- **WHAT TO DO**
From the line with "provider data structures" through the line with "use crate::wallet::Transaction;", inclusive, return each line of the data below exactly and leave the rest out.

- **SUPPLIED MATERIAL**
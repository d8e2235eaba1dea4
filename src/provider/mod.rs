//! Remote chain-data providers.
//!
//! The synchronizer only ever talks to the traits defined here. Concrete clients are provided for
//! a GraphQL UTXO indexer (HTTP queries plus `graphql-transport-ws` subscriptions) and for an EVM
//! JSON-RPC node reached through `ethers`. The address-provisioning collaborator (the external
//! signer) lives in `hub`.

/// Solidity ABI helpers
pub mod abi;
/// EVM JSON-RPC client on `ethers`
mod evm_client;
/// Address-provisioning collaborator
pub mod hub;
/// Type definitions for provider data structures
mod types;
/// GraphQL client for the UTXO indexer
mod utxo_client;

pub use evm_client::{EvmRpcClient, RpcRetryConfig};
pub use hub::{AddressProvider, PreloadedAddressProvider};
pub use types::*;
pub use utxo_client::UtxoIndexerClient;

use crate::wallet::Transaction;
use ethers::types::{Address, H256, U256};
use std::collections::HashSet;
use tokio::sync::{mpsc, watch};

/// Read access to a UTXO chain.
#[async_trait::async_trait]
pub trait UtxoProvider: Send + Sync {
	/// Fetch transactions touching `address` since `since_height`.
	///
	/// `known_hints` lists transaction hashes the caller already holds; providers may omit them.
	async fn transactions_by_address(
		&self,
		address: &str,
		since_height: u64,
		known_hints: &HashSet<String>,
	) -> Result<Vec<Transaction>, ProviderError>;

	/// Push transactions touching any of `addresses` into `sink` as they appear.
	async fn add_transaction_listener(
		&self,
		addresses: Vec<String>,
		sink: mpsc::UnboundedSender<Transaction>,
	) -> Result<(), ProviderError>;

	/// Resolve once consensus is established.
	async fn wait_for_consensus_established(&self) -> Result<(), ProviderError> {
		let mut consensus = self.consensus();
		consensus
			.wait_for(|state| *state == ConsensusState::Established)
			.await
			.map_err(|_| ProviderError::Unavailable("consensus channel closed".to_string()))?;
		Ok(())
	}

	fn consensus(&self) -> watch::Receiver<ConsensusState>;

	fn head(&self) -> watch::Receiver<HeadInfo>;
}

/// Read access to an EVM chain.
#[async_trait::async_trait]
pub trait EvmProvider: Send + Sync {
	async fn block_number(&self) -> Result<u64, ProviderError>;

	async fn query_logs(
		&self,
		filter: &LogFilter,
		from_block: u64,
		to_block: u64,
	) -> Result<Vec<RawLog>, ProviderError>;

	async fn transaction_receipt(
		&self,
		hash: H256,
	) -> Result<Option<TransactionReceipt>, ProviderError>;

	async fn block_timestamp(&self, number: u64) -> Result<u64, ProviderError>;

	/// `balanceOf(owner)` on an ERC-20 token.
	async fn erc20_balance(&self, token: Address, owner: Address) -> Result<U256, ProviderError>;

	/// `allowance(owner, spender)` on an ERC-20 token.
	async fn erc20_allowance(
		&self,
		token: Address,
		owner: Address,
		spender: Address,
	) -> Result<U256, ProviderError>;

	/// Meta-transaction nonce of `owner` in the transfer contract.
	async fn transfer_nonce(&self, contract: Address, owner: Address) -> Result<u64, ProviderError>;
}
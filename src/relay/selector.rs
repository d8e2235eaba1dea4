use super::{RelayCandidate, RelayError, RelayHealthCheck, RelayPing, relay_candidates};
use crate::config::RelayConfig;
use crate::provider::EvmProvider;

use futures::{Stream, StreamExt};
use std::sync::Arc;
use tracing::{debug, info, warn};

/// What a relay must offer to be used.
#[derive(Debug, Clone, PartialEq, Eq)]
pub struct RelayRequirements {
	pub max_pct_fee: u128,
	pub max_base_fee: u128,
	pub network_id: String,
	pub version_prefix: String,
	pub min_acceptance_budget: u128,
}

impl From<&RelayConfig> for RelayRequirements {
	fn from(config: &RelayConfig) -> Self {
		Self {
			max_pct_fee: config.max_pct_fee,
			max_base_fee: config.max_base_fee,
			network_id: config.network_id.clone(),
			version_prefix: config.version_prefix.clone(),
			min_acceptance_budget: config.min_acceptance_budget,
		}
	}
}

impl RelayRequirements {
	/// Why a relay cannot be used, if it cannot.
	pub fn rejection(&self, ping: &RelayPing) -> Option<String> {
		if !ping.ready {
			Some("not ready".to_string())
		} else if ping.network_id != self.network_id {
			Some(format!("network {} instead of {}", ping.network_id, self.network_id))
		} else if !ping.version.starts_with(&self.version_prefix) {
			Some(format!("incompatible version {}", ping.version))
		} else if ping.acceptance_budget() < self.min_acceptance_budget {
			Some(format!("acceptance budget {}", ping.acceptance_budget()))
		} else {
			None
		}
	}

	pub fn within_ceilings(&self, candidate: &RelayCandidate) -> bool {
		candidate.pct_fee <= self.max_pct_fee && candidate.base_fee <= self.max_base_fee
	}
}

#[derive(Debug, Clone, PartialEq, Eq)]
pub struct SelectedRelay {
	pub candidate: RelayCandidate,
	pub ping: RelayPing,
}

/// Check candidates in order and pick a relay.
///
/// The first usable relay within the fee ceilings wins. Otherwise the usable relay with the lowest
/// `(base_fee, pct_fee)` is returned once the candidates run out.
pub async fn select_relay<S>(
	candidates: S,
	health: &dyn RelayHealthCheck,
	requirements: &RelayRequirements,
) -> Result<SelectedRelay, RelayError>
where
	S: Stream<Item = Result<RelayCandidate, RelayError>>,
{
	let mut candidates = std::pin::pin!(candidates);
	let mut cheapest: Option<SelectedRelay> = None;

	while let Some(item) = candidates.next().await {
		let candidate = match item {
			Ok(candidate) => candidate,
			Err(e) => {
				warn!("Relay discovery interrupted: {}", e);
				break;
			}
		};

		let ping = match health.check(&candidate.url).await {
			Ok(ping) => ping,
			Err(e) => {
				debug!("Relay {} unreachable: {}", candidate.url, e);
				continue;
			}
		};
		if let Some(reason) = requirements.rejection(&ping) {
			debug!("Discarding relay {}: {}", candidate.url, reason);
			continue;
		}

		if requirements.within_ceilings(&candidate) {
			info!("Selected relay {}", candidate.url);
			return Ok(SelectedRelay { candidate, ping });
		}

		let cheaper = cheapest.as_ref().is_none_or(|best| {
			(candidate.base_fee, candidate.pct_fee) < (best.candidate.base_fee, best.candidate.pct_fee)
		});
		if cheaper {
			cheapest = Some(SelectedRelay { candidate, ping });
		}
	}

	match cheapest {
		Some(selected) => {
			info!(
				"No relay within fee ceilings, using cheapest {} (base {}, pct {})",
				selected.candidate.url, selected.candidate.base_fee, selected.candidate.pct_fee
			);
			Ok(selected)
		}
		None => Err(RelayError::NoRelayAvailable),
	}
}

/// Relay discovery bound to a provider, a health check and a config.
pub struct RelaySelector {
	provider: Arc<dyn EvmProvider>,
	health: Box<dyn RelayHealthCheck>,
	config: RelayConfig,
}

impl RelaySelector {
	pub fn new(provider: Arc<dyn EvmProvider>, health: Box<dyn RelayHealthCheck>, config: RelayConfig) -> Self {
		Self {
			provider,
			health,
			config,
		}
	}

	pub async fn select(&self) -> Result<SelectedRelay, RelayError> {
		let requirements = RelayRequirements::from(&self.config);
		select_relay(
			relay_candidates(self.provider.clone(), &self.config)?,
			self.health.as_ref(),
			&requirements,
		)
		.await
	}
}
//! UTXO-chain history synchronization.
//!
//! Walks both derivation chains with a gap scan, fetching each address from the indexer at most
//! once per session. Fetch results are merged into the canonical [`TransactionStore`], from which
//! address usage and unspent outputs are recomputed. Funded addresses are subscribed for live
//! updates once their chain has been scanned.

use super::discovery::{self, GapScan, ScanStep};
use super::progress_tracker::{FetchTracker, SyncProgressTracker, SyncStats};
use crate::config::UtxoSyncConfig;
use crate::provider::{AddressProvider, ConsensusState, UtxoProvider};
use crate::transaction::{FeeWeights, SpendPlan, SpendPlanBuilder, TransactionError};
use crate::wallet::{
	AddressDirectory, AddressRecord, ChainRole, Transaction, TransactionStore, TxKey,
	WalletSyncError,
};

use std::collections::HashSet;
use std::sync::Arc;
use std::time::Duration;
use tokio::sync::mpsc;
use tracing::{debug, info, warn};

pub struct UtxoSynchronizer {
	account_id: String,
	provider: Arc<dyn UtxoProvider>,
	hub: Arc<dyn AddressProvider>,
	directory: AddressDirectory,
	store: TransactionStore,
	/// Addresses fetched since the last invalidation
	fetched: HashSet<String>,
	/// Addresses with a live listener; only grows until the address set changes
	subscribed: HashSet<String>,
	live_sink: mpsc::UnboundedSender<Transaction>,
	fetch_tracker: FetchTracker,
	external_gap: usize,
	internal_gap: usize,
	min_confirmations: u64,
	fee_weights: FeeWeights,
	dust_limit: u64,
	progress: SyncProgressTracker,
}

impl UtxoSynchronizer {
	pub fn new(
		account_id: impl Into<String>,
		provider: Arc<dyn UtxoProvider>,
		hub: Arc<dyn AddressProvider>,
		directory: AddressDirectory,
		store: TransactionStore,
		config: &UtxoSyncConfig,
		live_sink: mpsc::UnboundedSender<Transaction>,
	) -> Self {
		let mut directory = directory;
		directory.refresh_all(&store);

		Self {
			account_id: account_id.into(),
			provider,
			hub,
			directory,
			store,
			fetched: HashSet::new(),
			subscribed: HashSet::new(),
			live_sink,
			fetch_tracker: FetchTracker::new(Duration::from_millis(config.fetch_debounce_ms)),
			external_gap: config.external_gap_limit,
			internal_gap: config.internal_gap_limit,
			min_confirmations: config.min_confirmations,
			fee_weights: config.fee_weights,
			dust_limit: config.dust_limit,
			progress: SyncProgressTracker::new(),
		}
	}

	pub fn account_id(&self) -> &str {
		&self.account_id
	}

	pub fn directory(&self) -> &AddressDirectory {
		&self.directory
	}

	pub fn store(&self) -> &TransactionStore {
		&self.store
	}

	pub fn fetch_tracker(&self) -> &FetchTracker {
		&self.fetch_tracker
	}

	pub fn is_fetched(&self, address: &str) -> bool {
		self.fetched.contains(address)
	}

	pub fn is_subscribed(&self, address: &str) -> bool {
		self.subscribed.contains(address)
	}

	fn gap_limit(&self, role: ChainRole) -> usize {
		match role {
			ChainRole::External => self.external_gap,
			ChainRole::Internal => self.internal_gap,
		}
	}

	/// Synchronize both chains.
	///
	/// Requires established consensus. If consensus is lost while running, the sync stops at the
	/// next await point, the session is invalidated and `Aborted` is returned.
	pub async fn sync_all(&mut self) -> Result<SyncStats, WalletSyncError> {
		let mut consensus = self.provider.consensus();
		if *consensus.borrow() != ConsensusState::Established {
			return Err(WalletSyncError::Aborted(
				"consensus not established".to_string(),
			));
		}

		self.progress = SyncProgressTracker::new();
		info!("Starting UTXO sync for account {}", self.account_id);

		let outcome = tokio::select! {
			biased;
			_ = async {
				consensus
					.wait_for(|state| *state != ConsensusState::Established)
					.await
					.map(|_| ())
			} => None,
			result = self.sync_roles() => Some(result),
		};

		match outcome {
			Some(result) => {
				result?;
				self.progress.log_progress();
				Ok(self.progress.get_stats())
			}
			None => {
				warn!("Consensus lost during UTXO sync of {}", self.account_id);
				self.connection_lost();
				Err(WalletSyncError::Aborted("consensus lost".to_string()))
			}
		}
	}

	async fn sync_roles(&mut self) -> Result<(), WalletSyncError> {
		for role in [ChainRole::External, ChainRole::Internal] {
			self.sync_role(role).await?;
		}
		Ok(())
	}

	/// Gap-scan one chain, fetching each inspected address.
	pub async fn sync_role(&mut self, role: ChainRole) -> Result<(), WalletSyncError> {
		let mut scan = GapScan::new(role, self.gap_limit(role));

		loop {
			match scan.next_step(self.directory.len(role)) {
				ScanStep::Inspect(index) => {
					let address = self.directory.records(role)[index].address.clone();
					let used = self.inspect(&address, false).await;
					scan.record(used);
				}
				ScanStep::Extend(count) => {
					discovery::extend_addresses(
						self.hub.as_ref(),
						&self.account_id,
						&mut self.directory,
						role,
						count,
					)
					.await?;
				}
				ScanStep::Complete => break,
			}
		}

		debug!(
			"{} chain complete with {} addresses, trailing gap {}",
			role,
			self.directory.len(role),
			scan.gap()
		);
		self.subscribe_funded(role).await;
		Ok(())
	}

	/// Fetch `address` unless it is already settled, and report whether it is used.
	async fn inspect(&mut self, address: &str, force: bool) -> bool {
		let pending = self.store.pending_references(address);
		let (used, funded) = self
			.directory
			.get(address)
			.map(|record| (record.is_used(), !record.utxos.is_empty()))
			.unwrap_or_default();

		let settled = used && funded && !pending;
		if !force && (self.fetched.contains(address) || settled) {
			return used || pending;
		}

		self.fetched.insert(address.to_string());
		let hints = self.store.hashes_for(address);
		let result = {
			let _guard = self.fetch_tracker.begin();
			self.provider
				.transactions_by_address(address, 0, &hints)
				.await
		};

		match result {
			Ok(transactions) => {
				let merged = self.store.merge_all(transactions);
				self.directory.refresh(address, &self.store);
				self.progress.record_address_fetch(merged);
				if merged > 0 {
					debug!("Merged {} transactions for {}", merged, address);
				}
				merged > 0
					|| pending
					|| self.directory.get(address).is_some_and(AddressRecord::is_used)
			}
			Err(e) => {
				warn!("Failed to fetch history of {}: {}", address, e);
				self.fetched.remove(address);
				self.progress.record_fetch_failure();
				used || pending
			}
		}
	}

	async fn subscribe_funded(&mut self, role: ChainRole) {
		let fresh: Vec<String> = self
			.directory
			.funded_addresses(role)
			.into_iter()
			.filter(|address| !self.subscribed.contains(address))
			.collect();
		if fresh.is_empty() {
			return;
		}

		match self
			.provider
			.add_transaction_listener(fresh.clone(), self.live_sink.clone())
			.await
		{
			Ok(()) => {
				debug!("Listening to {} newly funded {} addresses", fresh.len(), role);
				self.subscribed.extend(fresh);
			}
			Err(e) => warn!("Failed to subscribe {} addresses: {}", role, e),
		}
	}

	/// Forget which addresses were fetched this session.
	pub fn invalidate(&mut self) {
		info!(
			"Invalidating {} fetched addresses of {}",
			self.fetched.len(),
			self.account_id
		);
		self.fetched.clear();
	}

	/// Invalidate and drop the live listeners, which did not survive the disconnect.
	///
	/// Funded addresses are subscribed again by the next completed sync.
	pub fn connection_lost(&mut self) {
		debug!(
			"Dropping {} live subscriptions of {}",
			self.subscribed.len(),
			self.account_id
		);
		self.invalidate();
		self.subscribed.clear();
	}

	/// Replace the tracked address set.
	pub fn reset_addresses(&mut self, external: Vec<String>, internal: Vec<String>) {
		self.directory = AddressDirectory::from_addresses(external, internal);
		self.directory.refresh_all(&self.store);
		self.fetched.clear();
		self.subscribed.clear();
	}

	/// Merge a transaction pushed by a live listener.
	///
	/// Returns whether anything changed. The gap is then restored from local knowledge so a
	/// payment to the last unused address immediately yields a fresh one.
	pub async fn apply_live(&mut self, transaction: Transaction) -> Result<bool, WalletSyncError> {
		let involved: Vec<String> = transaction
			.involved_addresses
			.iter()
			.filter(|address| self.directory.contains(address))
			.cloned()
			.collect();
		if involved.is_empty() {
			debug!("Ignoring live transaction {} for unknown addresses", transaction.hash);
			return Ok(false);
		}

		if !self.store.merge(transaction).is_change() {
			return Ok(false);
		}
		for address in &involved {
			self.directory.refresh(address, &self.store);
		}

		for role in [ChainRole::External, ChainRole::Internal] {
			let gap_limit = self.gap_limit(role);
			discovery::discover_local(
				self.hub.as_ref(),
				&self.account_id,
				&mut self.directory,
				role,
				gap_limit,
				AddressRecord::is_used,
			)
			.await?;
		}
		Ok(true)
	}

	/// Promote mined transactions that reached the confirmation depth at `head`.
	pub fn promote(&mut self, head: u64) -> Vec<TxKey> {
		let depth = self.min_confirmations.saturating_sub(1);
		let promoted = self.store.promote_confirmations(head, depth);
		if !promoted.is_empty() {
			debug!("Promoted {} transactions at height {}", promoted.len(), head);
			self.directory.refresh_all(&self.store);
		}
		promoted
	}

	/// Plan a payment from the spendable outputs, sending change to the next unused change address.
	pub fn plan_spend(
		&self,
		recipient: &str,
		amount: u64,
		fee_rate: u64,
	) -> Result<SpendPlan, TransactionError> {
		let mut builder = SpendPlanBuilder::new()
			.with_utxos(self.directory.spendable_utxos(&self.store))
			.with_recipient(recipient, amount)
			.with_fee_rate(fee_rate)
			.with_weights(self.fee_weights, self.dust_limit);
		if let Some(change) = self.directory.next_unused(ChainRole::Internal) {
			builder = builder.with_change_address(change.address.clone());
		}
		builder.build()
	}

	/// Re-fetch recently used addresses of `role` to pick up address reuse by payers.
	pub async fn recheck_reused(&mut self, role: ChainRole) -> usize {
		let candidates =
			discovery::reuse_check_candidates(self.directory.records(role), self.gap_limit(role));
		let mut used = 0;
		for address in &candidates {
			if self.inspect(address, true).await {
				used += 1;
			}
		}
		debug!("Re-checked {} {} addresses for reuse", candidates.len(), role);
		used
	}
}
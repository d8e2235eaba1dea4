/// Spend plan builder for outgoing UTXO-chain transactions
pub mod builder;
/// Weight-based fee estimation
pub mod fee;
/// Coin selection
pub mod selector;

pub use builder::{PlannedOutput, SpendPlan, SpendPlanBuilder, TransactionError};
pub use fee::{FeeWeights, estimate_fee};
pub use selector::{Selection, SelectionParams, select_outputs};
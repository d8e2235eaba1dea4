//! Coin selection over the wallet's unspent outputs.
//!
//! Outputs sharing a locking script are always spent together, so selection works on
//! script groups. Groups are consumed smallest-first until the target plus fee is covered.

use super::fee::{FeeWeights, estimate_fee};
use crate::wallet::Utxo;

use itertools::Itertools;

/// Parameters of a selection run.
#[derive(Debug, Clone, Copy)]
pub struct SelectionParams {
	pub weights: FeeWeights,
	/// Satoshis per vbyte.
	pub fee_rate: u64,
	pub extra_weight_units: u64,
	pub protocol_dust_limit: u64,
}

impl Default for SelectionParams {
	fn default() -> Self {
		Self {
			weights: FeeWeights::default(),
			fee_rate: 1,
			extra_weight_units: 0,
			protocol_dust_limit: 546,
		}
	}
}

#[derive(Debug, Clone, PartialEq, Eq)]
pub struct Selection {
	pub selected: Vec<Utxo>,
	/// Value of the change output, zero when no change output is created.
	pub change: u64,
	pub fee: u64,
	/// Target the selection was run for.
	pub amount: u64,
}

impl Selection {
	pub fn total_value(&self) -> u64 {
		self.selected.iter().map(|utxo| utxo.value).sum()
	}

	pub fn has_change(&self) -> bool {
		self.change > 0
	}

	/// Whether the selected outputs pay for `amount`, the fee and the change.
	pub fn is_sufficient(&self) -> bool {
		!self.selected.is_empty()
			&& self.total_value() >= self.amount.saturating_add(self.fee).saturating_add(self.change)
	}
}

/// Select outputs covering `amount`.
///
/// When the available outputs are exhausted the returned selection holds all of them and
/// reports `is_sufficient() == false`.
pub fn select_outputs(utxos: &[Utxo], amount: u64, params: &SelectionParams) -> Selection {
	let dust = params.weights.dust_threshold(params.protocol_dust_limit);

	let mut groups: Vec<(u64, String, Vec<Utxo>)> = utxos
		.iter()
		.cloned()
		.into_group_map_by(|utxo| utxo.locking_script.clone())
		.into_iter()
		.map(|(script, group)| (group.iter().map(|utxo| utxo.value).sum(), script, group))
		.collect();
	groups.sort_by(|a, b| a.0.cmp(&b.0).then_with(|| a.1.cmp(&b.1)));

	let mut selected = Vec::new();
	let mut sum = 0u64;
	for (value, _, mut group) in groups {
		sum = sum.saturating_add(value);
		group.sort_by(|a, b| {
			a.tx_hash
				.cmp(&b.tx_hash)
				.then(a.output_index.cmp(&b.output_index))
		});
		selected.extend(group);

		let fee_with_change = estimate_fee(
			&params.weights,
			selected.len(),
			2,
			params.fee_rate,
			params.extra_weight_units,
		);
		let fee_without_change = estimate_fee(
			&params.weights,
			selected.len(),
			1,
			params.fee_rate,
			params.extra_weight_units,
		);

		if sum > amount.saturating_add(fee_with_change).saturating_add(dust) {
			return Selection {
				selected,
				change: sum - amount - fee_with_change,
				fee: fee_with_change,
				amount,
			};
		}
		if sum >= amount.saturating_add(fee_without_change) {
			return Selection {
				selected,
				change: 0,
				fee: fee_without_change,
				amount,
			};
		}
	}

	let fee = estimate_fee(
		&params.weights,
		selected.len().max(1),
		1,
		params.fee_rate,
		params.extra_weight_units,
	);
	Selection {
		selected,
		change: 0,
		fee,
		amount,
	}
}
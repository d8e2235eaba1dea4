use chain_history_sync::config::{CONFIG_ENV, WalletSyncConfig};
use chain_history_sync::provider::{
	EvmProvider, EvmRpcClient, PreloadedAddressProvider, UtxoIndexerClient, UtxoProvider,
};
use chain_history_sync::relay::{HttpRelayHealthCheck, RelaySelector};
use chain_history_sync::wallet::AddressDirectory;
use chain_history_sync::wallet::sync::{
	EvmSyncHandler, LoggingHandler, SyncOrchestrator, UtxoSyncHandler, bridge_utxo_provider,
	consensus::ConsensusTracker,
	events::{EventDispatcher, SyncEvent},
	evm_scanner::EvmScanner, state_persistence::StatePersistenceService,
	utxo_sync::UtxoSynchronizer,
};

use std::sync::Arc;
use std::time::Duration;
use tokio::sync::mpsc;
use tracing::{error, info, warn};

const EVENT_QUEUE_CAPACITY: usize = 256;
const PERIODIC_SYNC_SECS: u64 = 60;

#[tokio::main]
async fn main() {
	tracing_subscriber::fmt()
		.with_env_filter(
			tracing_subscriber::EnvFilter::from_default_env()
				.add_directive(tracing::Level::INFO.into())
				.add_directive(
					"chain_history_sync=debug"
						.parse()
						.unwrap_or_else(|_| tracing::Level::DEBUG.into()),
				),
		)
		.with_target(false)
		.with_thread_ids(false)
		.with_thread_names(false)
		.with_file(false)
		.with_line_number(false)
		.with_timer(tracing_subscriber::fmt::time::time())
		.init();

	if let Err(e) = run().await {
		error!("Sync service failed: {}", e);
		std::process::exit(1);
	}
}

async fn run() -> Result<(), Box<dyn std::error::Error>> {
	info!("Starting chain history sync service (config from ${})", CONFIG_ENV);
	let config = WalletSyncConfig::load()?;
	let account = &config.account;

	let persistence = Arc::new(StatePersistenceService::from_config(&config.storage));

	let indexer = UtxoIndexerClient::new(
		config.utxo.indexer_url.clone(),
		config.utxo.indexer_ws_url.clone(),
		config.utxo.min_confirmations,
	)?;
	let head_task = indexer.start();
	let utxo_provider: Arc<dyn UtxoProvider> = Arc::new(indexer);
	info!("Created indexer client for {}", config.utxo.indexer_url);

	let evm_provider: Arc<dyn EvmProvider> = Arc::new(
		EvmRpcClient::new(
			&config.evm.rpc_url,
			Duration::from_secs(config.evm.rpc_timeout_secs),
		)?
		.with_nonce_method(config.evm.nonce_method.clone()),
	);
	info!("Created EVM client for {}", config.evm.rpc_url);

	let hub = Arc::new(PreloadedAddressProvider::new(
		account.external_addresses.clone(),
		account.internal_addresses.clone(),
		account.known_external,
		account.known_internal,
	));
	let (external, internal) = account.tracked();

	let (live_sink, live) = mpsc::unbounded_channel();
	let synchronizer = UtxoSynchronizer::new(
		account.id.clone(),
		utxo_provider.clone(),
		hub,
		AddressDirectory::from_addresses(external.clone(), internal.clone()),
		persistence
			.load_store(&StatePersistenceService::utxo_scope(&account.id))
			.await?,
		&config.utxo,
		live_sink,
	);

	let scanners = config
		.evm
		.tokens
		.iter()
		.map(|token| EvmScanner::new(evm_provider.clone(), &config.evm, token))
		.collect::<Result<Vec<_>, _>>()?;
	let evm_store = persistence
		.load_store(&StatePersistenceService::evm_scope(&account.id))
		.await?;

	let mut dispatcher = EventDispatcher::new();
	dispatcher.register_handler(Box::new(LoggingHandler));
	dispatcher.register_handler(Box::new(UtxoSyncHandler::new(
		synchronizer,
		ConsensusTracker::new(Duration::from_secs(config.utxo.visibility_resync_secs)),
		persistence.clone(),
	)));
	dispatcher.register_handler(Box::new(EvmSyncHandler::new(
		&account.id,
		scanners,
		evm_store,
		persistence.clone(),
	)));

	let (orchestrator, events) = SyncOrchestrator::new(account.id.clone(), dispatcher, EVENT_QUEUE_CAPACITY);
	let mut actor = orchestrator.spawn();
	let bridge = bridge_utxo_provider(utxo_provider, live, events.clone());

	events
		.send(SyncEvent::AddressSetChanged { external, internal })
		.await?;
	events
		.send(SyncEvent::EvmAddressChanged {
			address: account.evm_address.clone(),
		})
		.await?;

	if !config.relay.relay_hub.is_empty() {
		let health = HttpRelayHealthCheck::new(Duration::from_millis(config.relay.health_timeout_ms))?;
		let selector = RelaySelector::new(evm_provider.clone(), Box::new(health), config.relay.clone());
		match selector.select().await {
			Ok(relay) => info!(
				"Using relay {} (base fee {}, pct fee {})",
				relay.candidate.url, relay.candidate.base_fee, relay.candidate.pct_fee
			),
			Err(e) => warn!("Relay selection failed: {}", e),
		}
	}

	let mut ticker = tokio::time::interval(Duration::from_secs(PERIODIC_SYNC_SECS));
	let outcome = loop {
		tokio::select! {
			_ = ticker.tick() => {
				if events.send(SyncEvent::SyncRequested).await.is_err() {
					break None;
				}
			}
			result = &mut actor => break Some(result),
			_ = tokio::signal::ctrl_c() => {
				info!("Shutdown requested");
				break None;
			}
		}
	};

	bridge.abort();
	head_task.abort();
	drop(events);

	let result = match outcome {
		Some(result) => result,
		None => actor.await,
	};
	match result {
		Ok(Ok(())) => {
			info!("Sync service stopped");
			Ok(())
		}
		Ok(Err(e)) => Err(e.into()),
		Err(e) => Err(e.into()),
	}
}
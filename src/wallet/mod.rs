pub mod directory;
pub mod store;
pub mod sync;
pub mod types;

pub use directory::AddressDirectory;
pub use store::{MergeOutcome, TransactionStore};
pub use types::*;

- **ANSWER TO THE PROBLEM**
/// Type definitions for provider data structures
mod types;
/// GraphQL client for the UTXO indexer
mod utxo_client;

pub use evm_client::{EvmRpcClient, RpcRetryConfig};
pub use hub::{AddressProvider, PreloadedAddressProvider};
pub use types::*;
pub use utxo_client::UtxoIndexerClient;

use crate::wallet::Transaction;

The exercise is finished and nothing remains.